Segment Open

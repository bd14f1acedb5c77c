//! Execution status returned by every dispatch
//!
//! `ExecStatus` is the dispatcher's universal return type. A handler that
//! cannot finish synchronously returns `ExecStatus::Pending` carrying a
//! [`Promise`]; the async watcher owns the promise until it resolves.
//!
//! Promises come in two flavours:
//!
//! - **oneshot-backed** (`Promise::channel`, `Promise::from_oneshot`) - the
//!   producer keeps the sending half; the watcher awaits the value.
//! - **poll-backed** (`Promise::from_poll`) - the watcher can only ask
//!   "done yet?" and re-checks at the poll interval.

use std::fmt;
use std::time::Duration;

use dispatch_types::ExecStatusKind;
use tokio::sync::oneshot::{self, error::TryRecvError};

use crate::error::CommandError;

// =============================================================================
// EXEC STATUS
// =============================================================================

/// Result of dispatching one command
pub enum ExecStatus {
    /// Command completed, with a message for the caller
    Success(String),
    /// Command failed
    Error(CommandError),
    /// Command is still running; the promise resolves to the final status
    Pending(Promise),
}

impl ExecStatus {
    pub fn ok(message: impl Into<String>) -> Self {
        ExecStatus::Success(message.into())
    }

    /// Handler-reported failure
    pub fn error(message: impl Into<String>) -> Self {
        ExecStatus::Error(CommandError::failed(message))
    }

    pub fn pending(promise: Promise) -> Self {
        ExecStatus::Pending(promise)
    }

    pub fn kind(&self) -> ExecStatusKind {
        match self {
            ExecStatus::Success(_) => ExecStatusKind::Success,
            ExecStatus::Error(_) => ExecStatusKind::Error,
            ExecStatus::Pending(_) => ExecStatusKind::Pending,
        }
    }

    pub fn is_ok(&self) -> bool {
        matches!(self, ExecStatus::Success(_))
    }

    pub fn is_error(&self) -> bool {
        matches!(self, ExecStatus::Error(_))
    }

    pub fn is_pending(&self) -> bool {
        matches!(self, ExecStatus::Pending(_))
    }

    /// Message carried by the status. Empty for `Pending`.
    pub fn message(&self) -> String {
        match self {
            ExecStatus::Success(message) => message.clone(),
            ExecStatus::Error(err) => err.to_string(),
            ExecStatus::Pending(_) => String::new(),
        }
    }

    /// The error, if this status is `Error`
    pub fn as_error(&self) -> Option<&CommandError> {
        match self {
            ExecStatus::Error(err) => Some(err),
            _ => None,
        }
    }
}

impl PartialEq<ExecStatusKind> for ExecStatus {
    fn eq(&self, other: &ExecStatusKind) -> bool {
        self.kind() == *other
    }
}

impl From<CommandError> for ExecStatus {
    fn from(err: CommandError) -> Self {
        ExecStatus::Error(err)
    }
}

impl<S: Into<String>> From<Result<S, CommandError>> for ExecStatus {
    fn from(result: Result<S, CommandError>) -> Self {
        match result {
            Ok(message) => ExecStatus::Success(message.into()),
            Err(err) => ExecStatus::Error(err),
        }
    }
}

impl fmt::Debug for ExecStatus {
    fn fmt(&self, f: &mut fmt::Formatter<'_>) -> fmt::Result {
        match self {
            ExecStatus::Success(message) => f.debug_tuple("Success").field(message).finish(),
            ExecStatus::Error(err) => f.debug_tuple("Error").field(err).finish(),
            ExecStatus::Pending(promise) => f.debug_tuple("Pending").field(promise).finish(),
        }
    }
}

impl fmt::Display for ExecStatus {
    fn fmt(&self, f: &mut fmt::Formatter<'_>) -> fmt::Result {
        write!(f, "{}", self.message())
    }
}

// =============================================================================
// PROMISE
// =============================================================================

type PollFn = Box<dyn FnMut() -> Option<ExecStatus> + Send>;

enum PromiseSource {
    Oneshot(oneshot::Receiver<ExecStatus>),
    Poll(PollFn),
}

/// Handle to the eventual status of a pending command
pub struct Promise {
    source: PromiseSource,
}

/// Producer side of a [`Promise`] made by `Promise::channel`
#[derive(Debug)]
pub struct PromiseResolver {
    tx: oneshot::Sender<ExecStatus>,
}

impl PromiseResolver {
    /// Deliver the final status. Resolving with another `Pending` status
    /// hands the watcher a new promise to follow.
    pub fn resolve(self, status: ExecStatus) {
        // The receiver is gone only when the watcher already shut down.
        let _ = self.tx.send(status);
    }
}

impl Promise {
    /// Promise with its own resolver. Dropping the resolver without
    /// resolving resolves the promise to `CommandError::PromiseDropped`.
    pub fn channel() -> (PromiseResolver, Promise) {
        let (tx, rx) = oneshot::channel();
        (PromiseResolver { tx }, Promise::from_oneshot(rx))
    }

    /// Poll-backed promise. `check` returns `None` while the work is still
    /// running.
    pub fn from_poll<F>(check: F) -> Self
    where
        F: FnMut() -> Option<ExecStatus> + Send + 'static,
    {
        Promise {
            source: PromiseSource::Poll(Box::new(check)),
        }
    }

    /// Promise fed by a tokio oneshot, e.g. from a spawned task.
    pub fn from_oneshot(rx: oneshot::Receiver<ExecStatus>) -> Self {
        Promise {
            source: PromiseSource::Oneshot(rx),
        }
    }

    /// Whether the watcher awaits this promise instead of polling it
    pub fn is_awaitable(&self) -> bool {
        matches!(self.source, PromiseSource::Oneshot(_))
    }

    /// Non-blocking status check. `None` while still pending.
    pub fn check(&mut self) -> Option<ExecStatus> {
        match &mut self.source {
            PromiseSource::Oneshot(rx) => match rx.try_recv() {
                Ok(status) => Some(status),
                Err(TryRecvError::Empty) => None,
                Err(TryRecvError::Closed) => {
                    Some(ExecStatus::Error(CommandError::PromiseDropped))
                }
            },
            PromiseSource::Poll(check) => check(),
        }
    }

    /// Wait for the result. Oneshot-backed promises are awaited; poll-backed
    /// promises are checked every `poll_interval`.
    pub async fn resolve(self, poll_interval: Duration) -> ExecStatus {
        match self.source {
            PromiseSource::Oneshot(rx) => rx
                .await
                .unwrap_or_else(|_| ExecStatus::Error(CommandError::PromiseDropped)),
            PromiseSource::Poll(mut check) => loop {
                if let Some(status) = check() {
                    return status;
                }
                if poll_interval.is_zero() {
                    tokio::task::yield_now().await;
                } else {
                    tokio::time::sleep(poll_interval).await;
                }
            },
        }
    }
}

impl fmt::Debug for Promise {
    fn fmt(&self, f: &mut fmt::Formatter<'_>) -> fmt::Result {
        let source = match self.source {
            PromiseSource::Oneshot(_) => "oneshot",
            PromiseSource::Poll(_) => "poll",
        };
        f.debug_struct("Promise").field("source", &source).finish()
    }
}

#[cfg(test)]
mod tests {
    use super::*;
    use std::sync::atomic::{AtomicUsize, Ordering};
    use std::sync::Arc;

    #[test]
    fn test_status_kind_comparison() {
        let (_resolver, promise) = Promise::channel();
        assert!(ExecStatus::pending(promise) == ExecStatusKind::Pending);
        assert!(ExecStatus::ok("done") != ExecStatusKind::Pending);
        assert!(ExecStatus::error("boom") == ExecStatusKind::Error);
    }

    #[test]
    fn test_message_per_kind() {
        assert_eq!(ExecStatus::ok("moved").message(), "moved");
        assert_eq!(ExecStatus::error("boom").message(), "boom");
        let (_resolver, promise) = Promise::channel();
        assert_eq!(ExecStatus::pending(promise).message(), "");
    }

    #[test]
    fn test_from_result() {
        let ok: ExecStatus = Ok::<_, CommandError>("fine").into();
        assert!(ok.is_ok());
        let err: ExecStatus = Err::<String, _>(CommandError::WatcherBusy).into();
        assert_eq!(err.as_error(), Some(&CommandError::WatcherBusy));
    }

    fn block_on<F: std::future::Future>(future: F) -> F::Output {
        tokio::runtime::Builder::new_current_thread()
            .enable_time()
            .build()
            .unwrap()
            .block_on(future)
    }

    #[test]
    fn test_channel_promise_resolves() {
        let (resolver, mut promise) = Promise::channel();
        assert!(promise.is_awaitable());
        assert!(promise.check().is_none());
        resolver.resolve(ExecStatus::ok("rendered"));
        let status = promise.check().unwrap();
        assert_eq!(status.message(), "rendered");
    }

    #[test]
    fn test_dropped_resolver_reports_error() {
        let (resolver, promise) = Promise::channel();
        drop(resolver);
        let status = block_on(promise.resolve(Duration::ZERO));
        assert_eq!(status.as_error(), Some(&CommandError::PromiseDropped));
    }

    #[test]
    fn test_resolve_awaits_value_sent_later() {
        let (resolver, promise) = Promise::channel();
        let sender = std::thread::spawn(move || {
            std::thread::sleep(Duration::from_millis(20));
            resolver.resolve(ExecStatus::ok("late"));
        });
        let status = block_on(promise.resolve(Duration::from_millis(1)));
        sender.join().unwrap();
        assert_eq!(status.message(), "late");
    }

    #[test]
    fn test_poll_promise_checks_until_ready() {
        let calls = Arc::new(AtomicUsize::new(0));
        let counter = calls.clone();
        let mut promise = Promise::from_poll(move || {
            if counter.fetch_add(1, Ordering::SeqCst) < 2 {
                None
            } else {
                Some(ExecStatus::ok("ready"))
            }
        });
        assert!(!promise.is_awaitable());
        assert!(promise.check().is_none());
        assert!(promise.check().is_none());
        assert_eq!(promise.check().unwrap().message(), "ready");
        assert_eq!(calls.load(Ordering::SeqCst), 3);
    }

    #[test]
    fn test_poll_promise_resolve_repolls() {
        let calls = Arc::new(AtomicUsize::new(0));
        let counter = calls.clone();
        let promise = Promise::from_poll(move || {
            (counter.fetch_add(1, Ordering::SeqCst) >= 3).then(|| ExecStatus::ok("ready"))
        });
        let status = block_on(promise.resolve(Duration::from_millis(1)));
        assert_eq!(status.message(), "ready");
        assert_eq!(calls.load(Ordering::SeqCst), 4);
    }

    #[test]
    fn test_oneshot_promise() {
        let (tx, rx) = tokio::sync::oneshot::channel();
        let mut promise = Promise::from_oneshot(rx);
        assert!(promise.check().is_none());
        tx.send(ExecStatus::ok("frame 12")).unwrap();
        assert_eq!(promise.check().unwrap().message(), "frame 12");
    }

    #[test]
    fn test_oneshot_closed_reports_error() {
        let (tx, rx) = tokio::sync::oneshot::channel::<ExecStatus>();
        drop(tx);
        let mut promise = Promise::from_oneshot(rx);
        assert!(promise.check().unwrap().is_error());
    }
}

Segment Closed

[TRY IT]:
How many of the lines in this material contain the word "TryRecvError"? State the number and nothing else.

[SOLUTION BELOW]:
3